[[ Data records open ]]

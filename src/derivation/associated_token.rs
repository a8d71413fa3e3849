use solana_sdk::pubkey::Pubkey;
use spl_associated_token_account::get_associated_token_address_with_program_id;

use super::AssociatedAddressResolver;

/// Résolveur ATA standard (programme SPL Token classique par défaut).
#[derive(Debug, Clone, Copy)]
pub struct SplAssociatedTokenResolver {
    token_program_id: Pubkey,
}

impl SplAssociatedTokenResolver {
    pub fn with_token_program(token_program_id: Pubkey) -> Self {
        Self { token_program_id }
    }
}

impl Default for SplAssociatedTokenResolver {
    fn default() -> Self {
        Self::with_token_program(spl_token::ID)
    }
}

impl AssociatedAddressResolver for SplAssociatedTokenResolver {
    fn resolve(&self, mint: &Pubkey, owner: &Pubkey) -> Pubkey {
        get_associated_token_address_with_program_id(owner, mint, &self.token_program_id)
    }
}

#[cfg(test)]
mod tests {
    use super::*;
    use crate::data_pipeline::registry::{BANK_KEY, CRATE_TOKEN};
    use std::str::FromStr;

    fn key(s: &str) -> Pubkey {
        Pubkey::from_str(s).unwrap()
    }

    #[test]
    fn resolves_known_treasury_and_vault_accounts() {
        let resolver = SplAssociatedTokenResolver::default();
        let usd9 = key("USD9oeJpVZ8XXF9L884ZEsw7VXTSguNXboxsEi1fHrE");

        assert_eq!(
            resolver.resolve(&usd9, &key(BANK_KEY)),
            key("D67ZNjaRERdc7Ej8SjbpyGwJT4MnadgzfGnwgCmMJAa1")
        );
        assert_eq!(
            resolver.resolve(&usd9, &key(CRATE_TOKEN)),
            key("CJdU6oLxuzuDffqtrzv3YvQjdjQ7egCkuRshwmKXNYjM")
        );
        assert_eq!(
            resolver.resolve(&key("SRYWvj5Xw1UoivpdfJN4hFZU1qbtceMvfM5nBc3PsRC"), &key(BANK_KEY)),
            key("7xm1b8ZcharzxxqJUTeu4LtnVK1u65599f9wSRxzUwNf")
        );
    }

    #[test]
    fn owner_and_mint_are_not_interchangeable() {
        let resolver = SplAssociatedTokenResolver::default();
        let a = Pubkey::new_unique();
        let b = Pubkey::new_unique();
        assert_ne!(resolver.resolve(&a, &b), resolver.resolve(&b, &a));
        assert_eq!(resolver.resolve(&a, &b), resolver.resolve(&a, &b));
    }
}
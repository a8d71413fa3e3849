// src/aggregation/output.rs

use indexmap::IndexMap;
use serde::{Deserialize, Serialize};
use solana_sdk::pubkey::Pubkey;

use super::{ClassificationKey, ResolvedAccount, serde_pubkey};

/// Forme du document `token-accounts.json`.
#[derive(Debug, Clone, Copy, Default, PartialEq, Eq, Deserialize)]
#[serde(rename_all = "lowercase")]
pub enum OutputMode {
    /// Deux maps : ID coingecko -> comptes, pool Sunny -> comptes.
    #[default]
    Grouped,
    /// Une liste `{ mint, account, poolOrReferenceId? }` sans regroupement.
    Flat,
}

/// Forme A. Les comptes non classés n'y figurent pas.
#[derive(Debug, Clone, Default, PartialEq, Eq, Serialize)]
#[serde(rename_all = "camelCase")]
pub struct GroupedTokenAccounts {
    #[serde(serialize_with = "serde_pubkey::grouped::serialize")]
    pub coingecko_tokens: IndexMap<String, Vec<Pubkey>>,
    #[serde(serialize_with = "serde_pubkey::grouped::serialize")]
    pub sunny_pools: IndexMap<Pubkey, Vec<Pubkey>>,
}

impl GroupedTokenAccounts {
    /// Regroupe par clé de classification. Les clés apparaissent dans l'ordre
    /// de leur première occurrence, les comptes dans l'ordre de parcours.
    pub fn from_accounts(accounts: &[ResolvedAccount]) -> Self {
        let mut grouped = Self::default();
        for resolved in accounts {
            match &resolved.classification {
                Some(ClassificationKey::Reference(id)) => grouped
                    .coingecko_tokens
                    .entry(id.clone())
                    .or_default()
                    .push(resolved.account),
                Some(ClassificationKey::Pool(pool)) => {
                    grouped.sunny_pools.entry(*pool).or_default().push(resolved.account)
                }
                None => {}
            }
        }
        grouped
    }
}

#[derive(Debug, Clone, PartialEq, Eq, Serialize)]
#[serde(rename_all = "camelCase")]
pub struct FlatTokenAccount {
    #[serde(serialize_with = "serde_pubkey::serialize")]
    pub mint: Pubkey,
    #[serde(serialize_with = "serde_pubkey::serialize")]
    pub account: Pubkey,
    #[serde(skip_serializing_if = "Option::is_none")]
    pub pool_or_reference_id: Option<ClassificationKey>,
}

/// Forme B.
#[derive(Debug, Clone, Default, PartialEq, Eq, Serialize)]
#[serde(transparent)]
pub struct FlatTokenAccounts(pub Vec<FlatTokenAccount>);

impl FlatTokenAccounts {
    pub fn from_accounts(accounts: &[ResolvedAccount]) -> Self {
        Self(
            accounts
                .iter()
                .map(|resolved| FlatTokenAccount {
                    mint: resolved.mint,
                    account: resolved.account,
                    pool_or_reference_id: resolved.classification.clone(),
                })
                .collect(),
        )
    }
}

#[derive(Debug, Clone, PartialEq, Eq, Serialize)]
#[serde(untagged)]
pub enum TokenAccountsDocument {
    Grouped(GroupedTokenAccounts),
    Flat(FlatTokenAccounts),
}

impl TokenAccountsDocument {
    pub fn build(accounts: &[ResolvedAccount], mode: OutputMode) -> Self {
        match mode {
            OutputMode::Grouped => Self::Grouped(GroupedTokenAccounts::from_accounts(accounts)),
            OutputMode::Flat => Self::Flat(FlatTokenAccounts::from_accounts(accounts)),
        }
    }
}

#[cfg(test)]
mod tests {
    use super::*;
    use crate::aggregation::OwnerRole;
    use pretty_assertions::assert_eq;
    use serde_json::json;

    fn resolved(mint: Pubkey, role: OwnerRole, account: Pubkey, key: Option<ClassificationKey>) -> ResolvedAccount {
        ResolvedAccount { mint, owner_role: role, account, classification: key }
    }

    #[test]
    fn grouped_document_uses_base58_and_drops_unclassified() {
        let (m1, m2, pool) = (Pubkey::new_unique(), Pubkey::new_unique(), Pubkey::new_unique());
        let (t1, t2, t3, v1) = (
            Pubkey::new_unique(),
            Pubkey::new_unique(),
            Pubkey::new_unique(),
            Pubkey::new_unique(),
        );
        let accounts = vec![
            resolved(m1, OwnerRole::Treasury, t1, Some(ClassificationKey::Pool(pool))),
            resolved(m2, OwnerRole::Treasury, t2, Some(ClassificationKey::Reference("saber".into()))),
            resolved(Pubkey::new_unique(), OwnerRole::Treasury, t3, None),
            resolved(m1, OwnerRole::Vault, v1, Some(ClassificationKey::Pool(pool))),
        ];

        let document = TokenAccountsDocument::build(&accounts, OutputMode::Grouped);
        assert_eq!(
            serde_json::to_value(&document).unwrap(),
            json!({
                "coingeckoTokens": { "saber": [t2.to_string()] },
                "sunnyPools": { pool.to_string(): [t1.to_string(), v1.to_string()] },
            })
        );
    }

    #[test]
    fn flat_document_keeps_every_account() {
        let (mint, account, pool) = (Pubkey::new_unique(), Pubkey::new_unique(), Pubkey::new_unique());
        let other = Pubkey::new_unique();
        let accounts = vec![
            resolved(mint, OwnerRole::Treasury, account, Some(ClassificationKey::Pool(pool))),
            resolved(mint, OwnerRole::Vault, other, None),
        ];

        let document = TokenAccountsDocument::build(&accounts, OutputMode::Flat);
        assert_eq!(
            serde_json::to_value(&document).unwrap(),
            json!([
                { "mint": mint.to_string(), "account": account.to_string(), "poolOrReferenceId": pool.to_string() },
                { "mint": mint.to_string(), "account": other.to_string() },
            ])
        );
    }

    #[test]
    fn grouped_keys_follow_first_occurrence() {
        let (pa, pb) = (Pubkey::new_unique(), Pubkey::new_unique());
        let accounts: Vec<_> = [pb, pa, pb]
            .into_iter()
            .map(|pool| {
                resolved(Pubkey::new_unique(), OwnerRole::Treasury, Pubkey::new_unique(), Some(ClassificationKey::Pool(pool)))
            })
            .collect();

        let grouped = GroupedTokenAccounts::from_accounts(&accounts);
        let keys: Vec<_> = grouped.sunny_pools.keys().copied().collect();
        assert_eq!(keys, vec![pb, pa]);
        assert_eq!(grouped.sunny_pools[&pb], vec![accounts[0].account, accounts[2].account]);
    }
}
// DANS : src/bin/generate_token_accounts.rs

use anyhow::{Context, Result};
use arrow_token_accounts::{
    artifacts::ArtifactWriter,
    config::Config,
    data_pipeline::{MintRegistry, TokenAccountPipeline},
    monitoring::logging::setup_logging,
    rpc::LedgerClient,
};
use tracing::info;

#[tokio::main]
async fn main() -> Result<()> {
    setup_logging();

    // 1. Charger la configuration (avant tout appel réseau)
    let config = Config::load().context("Configuration d'environnement invalide")?;
    let registry = MintRegistry::mainnet().context("Liste de mints invalide")?;
    let ledger = LedgerClient::new(
        config.solana_rpc_url.clone(),
        config.rpc_timeout(),
        config.commitment_config()?,
    );
    info!(url = %ledger.url(), commitment = %config.commitment, "Nœud RPC");

    // 2. Tout est calculé en mémoire, puis seulement on écrit
    let writer = ArtifactWriter::new(&config.output_dir);
    let (output, _) = TokenAccountPipeline::new(ledger)
        .with_decode_failure_policy(config.decode_failure_policy)
        .with_max_concurrency(config.max_concurrency)
        .run_and_write(&registry, &writer, config.output_mode)
        .await
        .with_context(|| {
            format!("Génération des comptes de jetons interrompue ({})", writer.output_dir().display())
        })?;

    println!("Discovered and wrote {} accounts.", output.account_count());
    Ok(())
}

[[ Data records closed ]]

(Exercise directions): Go through the material above and report each line containing "match".

(Expected answer):
            match &resolved.classification {
        match mode {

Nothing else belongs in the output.